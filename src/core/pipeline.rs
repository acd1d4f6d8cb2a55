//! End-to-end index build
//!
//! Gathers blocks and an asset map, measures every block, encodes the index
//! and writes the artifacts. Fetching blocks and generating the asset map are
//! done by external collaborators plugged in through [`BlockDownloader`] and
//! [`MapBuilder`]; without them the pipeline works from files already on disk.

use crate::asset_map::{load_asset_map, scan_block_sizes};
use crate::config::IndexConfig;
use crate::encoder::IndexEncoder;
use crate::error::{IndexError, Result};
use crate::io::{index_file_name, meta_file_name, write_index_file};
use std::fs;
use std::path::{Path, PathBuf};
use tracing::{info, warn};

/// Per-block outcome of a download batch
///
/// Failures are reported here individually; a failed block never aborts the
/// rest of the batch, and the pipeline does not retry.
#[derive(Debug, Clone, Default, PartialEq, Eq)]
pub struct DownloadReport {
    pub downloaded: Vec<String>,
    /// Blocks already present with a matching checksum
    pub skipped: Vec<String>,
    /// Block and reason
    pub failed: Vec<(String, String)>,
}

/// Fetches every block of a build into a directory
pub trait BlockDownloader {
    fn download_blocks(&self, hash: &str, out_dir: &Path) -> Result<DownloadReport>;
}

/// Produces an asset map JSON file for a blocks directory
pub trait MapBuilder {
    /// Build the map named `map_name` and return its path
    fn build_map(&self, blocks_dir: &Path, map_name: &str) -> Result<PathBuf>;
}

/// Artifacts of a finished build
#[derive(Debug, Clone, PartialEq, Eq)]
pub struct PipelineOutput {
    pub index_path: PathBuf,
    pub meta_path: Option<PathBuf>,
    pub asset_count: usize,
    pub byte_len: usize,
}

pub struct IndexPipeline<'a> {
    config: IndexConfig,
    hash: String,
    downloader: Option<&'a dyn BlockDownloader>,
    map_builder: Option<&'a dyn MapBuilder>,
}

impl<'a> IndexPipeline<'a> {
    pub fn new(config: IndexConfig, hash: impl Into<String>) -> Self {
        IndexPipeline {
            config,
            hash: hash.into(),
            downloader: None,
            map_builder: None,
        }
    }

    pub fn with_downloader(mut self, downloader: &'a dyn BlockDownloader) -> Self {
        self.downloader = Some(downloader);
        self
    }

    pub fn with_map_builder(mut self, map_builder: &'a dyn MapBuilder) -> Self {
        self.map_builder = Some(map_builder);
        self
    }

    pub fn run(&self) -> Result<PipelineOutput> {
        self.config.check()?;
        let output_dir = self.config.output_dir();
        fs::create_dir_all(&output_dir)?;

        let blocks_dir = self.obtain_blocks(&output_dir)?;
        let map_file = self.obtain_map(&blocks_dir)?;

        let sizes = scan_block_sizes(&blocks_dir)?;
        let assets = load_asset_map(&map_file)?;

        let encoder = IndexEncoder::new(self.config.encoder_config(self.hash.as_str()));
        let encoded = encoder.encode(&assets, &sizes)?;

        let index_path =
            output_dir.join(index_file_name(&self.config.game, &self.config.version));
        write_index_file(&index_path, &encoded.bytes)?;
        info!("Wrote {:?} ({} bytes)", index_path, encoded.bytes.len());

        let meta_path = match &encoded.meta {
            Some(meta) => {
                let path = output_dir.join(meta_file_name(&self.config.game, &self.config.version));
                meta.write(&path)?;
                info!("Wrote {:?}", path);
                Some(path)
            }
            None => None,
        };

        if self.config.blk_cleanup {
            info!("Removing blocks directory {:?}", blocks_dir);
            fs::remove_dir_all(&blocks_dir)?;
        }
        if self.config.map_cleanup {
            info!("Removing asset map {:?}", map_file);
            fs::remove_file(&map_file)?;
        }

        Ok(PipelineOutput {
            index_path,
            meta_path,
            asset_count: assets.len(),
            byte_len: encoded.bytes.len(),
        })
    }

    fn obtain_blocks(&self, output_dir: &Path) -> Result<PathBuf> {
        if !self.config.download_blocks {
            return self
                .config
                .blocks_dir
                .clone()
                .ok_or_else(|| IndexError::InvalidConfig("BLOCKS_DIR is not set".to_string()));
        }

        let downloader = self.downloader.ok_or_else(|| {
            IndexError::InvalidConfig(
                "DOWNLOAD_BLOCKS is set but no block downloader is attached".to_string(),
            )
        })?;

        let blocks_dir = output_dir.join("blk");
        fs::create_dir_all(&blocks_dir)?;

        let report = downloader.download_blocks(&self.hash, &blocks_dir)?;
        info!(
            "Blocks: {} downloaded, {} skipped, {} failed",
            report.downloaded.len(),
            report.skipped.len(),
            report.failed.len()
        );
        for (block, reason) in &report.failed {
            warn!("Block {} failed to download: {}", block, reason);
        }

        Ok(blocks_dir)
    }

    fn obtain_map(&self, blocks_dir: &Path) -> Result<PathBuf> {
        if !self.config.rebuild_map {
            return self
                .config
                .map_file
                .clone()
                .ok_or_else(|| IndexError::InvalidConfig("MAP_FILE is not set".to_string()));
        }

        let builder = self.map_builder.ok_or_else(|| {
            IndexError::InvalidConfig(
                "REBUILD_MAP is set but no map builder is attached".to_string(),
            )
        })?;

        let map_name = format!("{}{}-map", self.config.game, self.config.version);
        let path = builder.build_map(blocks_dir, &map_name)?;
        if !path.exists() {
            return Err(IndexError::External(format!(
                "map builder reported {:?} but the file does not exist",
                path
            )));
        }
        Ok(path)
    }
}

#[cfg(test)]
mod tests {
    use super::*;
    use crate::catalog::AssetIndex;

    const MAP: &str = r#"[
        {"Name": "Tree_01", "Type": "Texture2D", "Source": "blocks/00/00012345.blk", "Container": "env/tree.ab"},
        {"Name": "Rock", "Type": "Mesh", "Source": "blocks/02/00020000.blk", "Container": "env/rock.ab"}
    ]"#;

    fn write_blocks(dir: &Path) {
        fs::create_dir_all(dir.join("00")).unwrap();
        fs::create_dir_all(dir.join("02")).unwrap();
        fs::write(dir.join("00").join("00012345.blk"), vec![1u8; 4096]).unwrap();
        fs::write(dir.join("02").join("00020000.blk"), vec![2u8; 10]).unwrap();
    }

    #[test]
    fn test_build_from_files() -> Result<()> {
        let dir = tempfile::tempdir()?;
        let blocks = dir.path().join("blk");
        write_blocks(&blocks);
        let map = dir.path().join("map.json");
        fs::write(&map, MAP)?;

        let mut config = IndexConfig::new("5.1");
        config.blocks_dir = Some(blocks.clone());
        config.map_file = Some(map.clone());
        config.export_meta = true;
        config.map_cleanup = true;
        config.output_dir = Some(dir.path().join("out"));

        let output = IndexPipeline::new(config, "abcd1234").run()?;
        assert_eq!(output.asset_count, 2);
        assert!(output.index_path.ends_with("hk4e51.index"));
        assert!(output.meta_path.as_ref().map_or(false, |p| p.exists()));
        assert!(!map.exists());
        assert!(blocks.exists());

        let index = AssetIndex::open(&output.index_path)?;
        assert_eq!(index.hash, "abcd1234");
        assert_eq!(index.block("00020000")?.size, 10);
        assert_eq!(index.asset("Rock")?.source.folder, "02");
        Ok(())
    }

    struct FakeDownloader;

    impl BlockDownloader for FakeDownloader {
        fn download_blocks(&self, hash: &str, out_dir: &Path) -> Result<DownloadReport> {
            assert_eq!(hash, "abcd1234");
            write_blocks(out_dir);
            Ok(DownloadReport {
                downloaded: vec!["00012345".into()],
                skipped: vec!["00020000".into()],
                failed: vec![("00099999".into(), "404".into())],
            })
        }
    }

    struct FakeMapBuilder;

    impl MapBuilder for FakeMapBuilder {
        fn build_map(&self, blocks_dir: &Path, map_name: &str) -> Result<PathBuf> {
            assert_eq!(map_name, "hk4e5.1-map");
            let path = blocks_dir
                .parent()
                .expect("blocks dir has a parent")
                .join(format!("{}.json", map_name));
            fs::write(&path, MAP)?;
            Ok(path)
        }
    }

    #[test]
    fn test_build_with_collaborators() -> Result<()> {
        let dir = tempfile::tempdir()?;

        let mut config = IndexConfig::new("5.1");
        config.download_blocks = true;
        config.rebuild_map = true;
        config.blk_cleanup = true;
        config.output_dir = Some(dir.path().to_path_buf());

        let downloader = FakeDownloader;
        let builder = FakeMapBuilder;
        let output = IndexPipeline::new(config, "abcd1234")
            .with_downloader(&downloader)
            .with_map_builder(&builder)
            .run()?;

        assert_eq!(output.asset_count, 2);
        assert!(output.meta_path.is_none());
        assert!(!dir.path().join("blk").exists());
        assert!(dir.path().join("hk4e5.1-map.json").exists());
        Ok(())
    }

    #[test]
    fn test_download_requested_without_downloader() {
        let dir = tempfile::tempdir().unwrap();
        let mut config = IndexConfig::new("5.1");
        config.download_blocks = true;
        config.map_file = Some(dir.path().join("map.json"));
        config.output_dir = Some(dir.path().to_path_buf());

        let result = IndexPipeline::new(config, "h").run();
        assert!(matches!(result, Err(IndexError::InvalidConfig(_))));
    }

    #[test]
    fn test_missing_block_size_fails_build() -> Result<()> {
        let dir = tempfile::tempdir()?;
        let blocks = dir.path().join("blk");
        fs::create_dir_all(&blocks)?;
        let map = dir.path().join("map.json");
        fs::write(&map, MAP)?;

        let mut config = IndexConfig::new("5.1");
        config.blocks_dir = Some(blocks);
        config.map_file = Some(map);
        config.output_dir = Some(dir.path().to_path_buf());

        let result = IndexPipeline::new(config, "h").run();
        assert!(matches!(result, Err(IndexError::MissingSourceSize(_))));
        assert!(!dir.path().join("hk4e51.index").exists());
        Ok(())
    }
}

* ACTIVITY
Every line that contains the string "batch" should be copied from the entries.

* THE COMPLETED TASK
/// Per-block outcome of a download batch
/// rest of the batch, and the pipeline does not retry.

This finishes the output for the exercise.